**Data to use:**
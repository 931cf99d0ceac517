//! Quaternion value type
//!
//! Hamilton convention, stored as `(x, y, z, w)` to match the pose record
//! layout. Arithmetic is delegated to nalgebra; only the operations the
//! alignment pipeline needs are exposed.

use std::ops::{Mul, Neg};

use nalgebra::{Unit, UnitQuaternion, Vector3};
use serde::{Deserialize, Serialize};

use crate::AlignError;

/// Below this norm a quaternion cannot be normalized.
const MIN_NORM: f64 = 1e-12;

/// Half-angle sine under which slerp falls back to normalized lerp.
const SLERP_EPSILON: f64 = 1e-9;

/// Quaternion `x·i + y·j + z·k + w`
#[derive(Debug, Clone, Copy, PartialEq, Serialize, Deserialize)]
pub struct Quaternion {
    pub x: f64,
    pub y: f64,
    pub z: f64,
    pub w: f64,
}

impl Default for Quaternion {
    fn default() -> Self {
        Self::identity()
    }
}

impl Quaternion {
    /// Create a quaternion from raw components (not normalized)
    pub const fn new(x: f64, y: f64, z: f64, w: f64) -> Self {
        Self { x, y, z, w }
    }

    /// Identity rotation
    pub const fn identity() -> Self {
        Self::new(0.0, 0.0, 0.0, 1.0)
    }

    /// Rotation of `angle` radians about `axis`
    ///
    /// A zero axis yields the identity.
    pub fn from_axis_angle(axis: Vector3<f64>, angle: f64) -> Self {
        match Unit::try_new(axis, MIN_NORM) {
            Some(axis) => UnitQuaternion::from_axis_angle(&axis, angle).into(),
            None => Self::identity(),
        }
    }

    /// Vector (imaginary) part
    pub fn vector(&self) -> Vector3<f64> {
        Vector3::new(self.x, self.y, self.z)
    }

    pub fn norm(&self) -> f64 {
        self.raw().norm()
    }

    pub fn dot(&self, other: &Self) -> f64 {
        self.raw().dot(&other.raw())
    }

    /// Unit-norm copy
    ///
    /// # Errors
    /// `MalformedInput` when the norm is zero or any component is not finite.
    pub fn normalized(&self) -> Result<Self, AlignError> {
        let norm = self.norm();
        if !norm.is_finite() || norm < MIN_NORM {
            return Err(AlignError::malformed(format!(
                "quaternion ({}, {}, {}, {}) cannot be normalized (norm = {norm})",
                self.x, self.y, self.z, self.w
            )));
        }
        Ok(self.raw().normalize().into())
    }

    pub fn conjugate(&self) -> Self {
        self.raw().conjugate().into()
    }

    /// Multiplicative inverse; equals the conjugate for unit quaternions
    pub fn inverse(&self) -> Result<Self, AlignError> {
        let norm_sq = self.raw().norm_squared();
        if !norm_sq.is_finite() || norm_sq < MIN_NORM * MIN_NORM {
            return Err(AlignError::malformed("quaternion with zero norm has no inverse"));
        }
        self.raw()
            .try_inverse()
            .map(Self::from)
            .ok_or_else(|| AlignError::malformed("quaternion with zero norm has no inverse"))
    }

    /// Shortest rotation angle (radians, in `[0, π]`) taking `self` to `other`
    ///
    /// Both inputs are assumed to be unit quaternions. Uses `atan2` on the
    /// relative rotation so tiny angles keep full precision.
    pub fn angle_to(&self, other: &Self) -> f64 {
        let relative = self.raw().conjugate() * other.raw();
        2.0 * relative.imag().norm().atan2(relative.w.abs())
    }

    /// Shortest-arc spherical interpolation, `t` in `[0, 1]`
    ///
    /// nalgebra flips the sign of `other` when needed so the path never takes
    /// the long way round; `q` and `-q` therefore interpolate to a constant.
    pub fn slerp(&self, other: &Self, t: f64) -> Self {
        let t = t.clamp(0.0, 1.0);
        let (start, end) = (self.to_unit(), other.to_unit());
        match start.try_slerp(&end, t, SLERP_EPSILON) {
            Some(q) => q.into(),
            None => {
                // Nearly parallel: normalized lerp on the same hemisphere
                let end = if start.dot(&end) < 0.0 {
                    -end.into_inner()
                } else {
                    end.into_inner()
                };
                start.into_inner().lerp(&end, t).normalize().into()
            }
        }
    }

    /// Rotate a vector by this (unit) quaternion
    pub fn rotate(&self, v: &Vector3<f64>) -> Vector3<f64> {
        self.to_unit().transform_vector(v)
    }

    /// Convert to nalgebra's unit quaternion (renormalizes)
    pub fn to_unit(&self) -> UnitQuaternion<f64> {
        Unit::new_normalize(self.raw())
    }

    fn raw(&self) -> nalgebra::Quaternion<f64> {
        nalgebra::Quaternion::new(self.w, self.x, self.y, self.z)
    }
}

impl Mul for Quaternion {
    type Output = Self;

    /// Hamilton product
    fn mul(self, rhs: Self) -> Self {
        (self.raw() * rhs.raw()).into()
    }
}

impl Neg for Quaternion {
    type Output = Self;

    fn neg(self) -> Self {
        Self::new(-self.x, -self.y, -self.z, -self.w)
    }
}

impl From<nalgebra::Quaternion<f64>> for Quaternion {
    fn from(q: nalgebra::Quaternion<f64>) -> Self {
        Self::new(q.i, q.j, q.k, q.w)
    }
}

impl From<UnitQuaternion<f64>> for Quaternion {
    fn from(q: UnitQuaternion<f64>) -> Self {
        q.into_inner().into()
    }
}
//! Error types for CLI operations.

use contracts::AlignError;
use thiserror::Error;

/// CLI-specific error types
#[derive(Error, Debug)]
pub enum CliError {
    /// Input pose file not found
    #[error("Pose file not found: {path}")]
    InputNotFound { path: String },

    /// Configuration file not found
    #[error("Configuration file not found: {path}")]
    ConfigNotFound { path: String },

    /// Command-line arguments that cannot be combined or applied
    #[error("Invalid argument {argument}: {message}")]
    InvalidArgument { argument: String, message: String },

    /// Estimation or alignment failure
    #[error(transparent)]
    Alignment(#[from] AlignError),
}

impl CliError {
    pub fn input_not_found(path: impl Into<String>) -> Self {
        Self::InputNotFound { path: path.into() }
    }

    pub fn config_not_found(path: impl Into<String>) -> Self {
        Self::ConfigNotFound { path: path.into() }
    }

    pub fn invalid_argument(argument: impl Into<String>, message: impl Into<String>) -> Self {
        Self::InvalidArgument {
            argument: argument.into(),
            message: message.into(),
        }
    }

    /// Process exit code for this error
    pub fn exit_code(&self) -> i32 {
        match self {
            Self::InputNotFound { .. } | Self::ConfigNotFound { .. } => 3,
            Self::InvalidArgument { .. } => 2,
            Self::Alignment(err) => align_exit_code(err),
        }
    }
}

fn align_exit_code(err: &AlignError) -> i32 {
    match err {
        AlignError::ConfigParse { .. } | AlignError::ConfigValidation { .. } => 2,
        AlignError::InsufficientSignal { .. } | AlignError::NoOverlap { .. } => 4,
        _ => 1,
    }
}

/// Exit code for any command error
///
/// Walks the `anyhow` chain for the first `CliError` or `AlignError`.
pub fn exit_code_of(err: &anyhow::Error) -> i32 {
    for cause in err.chain() {
        if let Some(cli) = cause.downcast_ref::<CliError>() {
            return cli.exit_code();
        }
        if let Some(align) = cause.downcast_ref::<AlignError>() {
            return align_exit_code(align);
        }
    }
    1
}
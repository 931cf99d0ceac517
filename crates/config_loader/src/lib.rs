//! # Config Loader
//!
//! Configuration loading and parsing module.
//!
//! Responsibilities:
//! - Parse TOML/JSON configuration files
//! - Validate configuration legality
//! - Generate `TimeAlignmentConfig`
//!
//! # Example
//!
//! ```no_run
//! use config_loader::ConfigLoader;
//! use std::path::Path;
//!
//! let config = ConfigLoader::load_from_path(Path::new("alignment.toml")).unwrap();
//! println!("Resampling at {} Hz", config.filtering.resampling_rate_hz);
//! ```

mod parser;
mod validator;

pub use contracts::TimeAlignmentConfig;
pub use parser::ConfigFormat;
pub use validator::{validate, validate_alignment, validate_filtering};

use contracts::AlignError;
use std::path::Path;

/// Loads `TimeAlignmentConfig` from TOML/JSON and rejects invalid values
pub struct ConfigLoader;

impl ConfigLoader {
    /// Load and validate a config file; the format follows the extension
    ///
    /// # Errors
    /// `ConfigParse` for an unknown extension or bad syntax, `Io` when the file
    /// cannot be read, `ConfigValidation` for out-of-range values.
    pub fn load_from_path(path: &Path) -> Result<TimeAlignmentConfig, AlignError> {
        let format = path
            .extension()
            .and_then(|ext| ext.to_str())
            .and_then(ConfigFormat::from_extension)
            .ok_or_else(|| {
                AlignError::config_parse(format!(
                    "unsupported config format: {} (expected .toml or .json)",
                    path.display()
                ))
            })?;
        let content = std::fs::read_to_string(path)?;
        Self::load_from_str(&content, format)
    }

    /// Parse and validate config content
    pub fn load_from_str(
        content: &str,
        format: ConfigFormat,
    ) -> Result<TimeAlignmentConfig, AlignError> {
        let config = parser::parse(content, format)?;
        validate(&config)?;
        Ok(config)
    }

    pub fn to_toml(config: &TimeAlignmentConfig) -> Result<String, AlignError> {
        toml::to_string_pretty(config)
            .map_err(|e| AlignError::config_parse(format!("TOML serialize error: {e}")))
    }

    pub fn to_json(config: &TimeAlignmentConfig) -> Result<String, AlignError> {
        serde_json::to_string_pretty(config)
            .map_err(|e| AlignError::config_parse(format!("JSON serialize error: {e}")))
    }
}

**Brief:**
Scan the entries above for the word "cannot" and collect each line holding it.

**Exercise result:**
/// Below this norm a quaternion cannot be normalized.
                "quaternion ({}, {}, {}, {}) cannot be normalized (norm = {norm})",
    /// Command-line arguments that cannot be combined or applied
    /// cannot be read, `ConfigValidation` for out-of-range values.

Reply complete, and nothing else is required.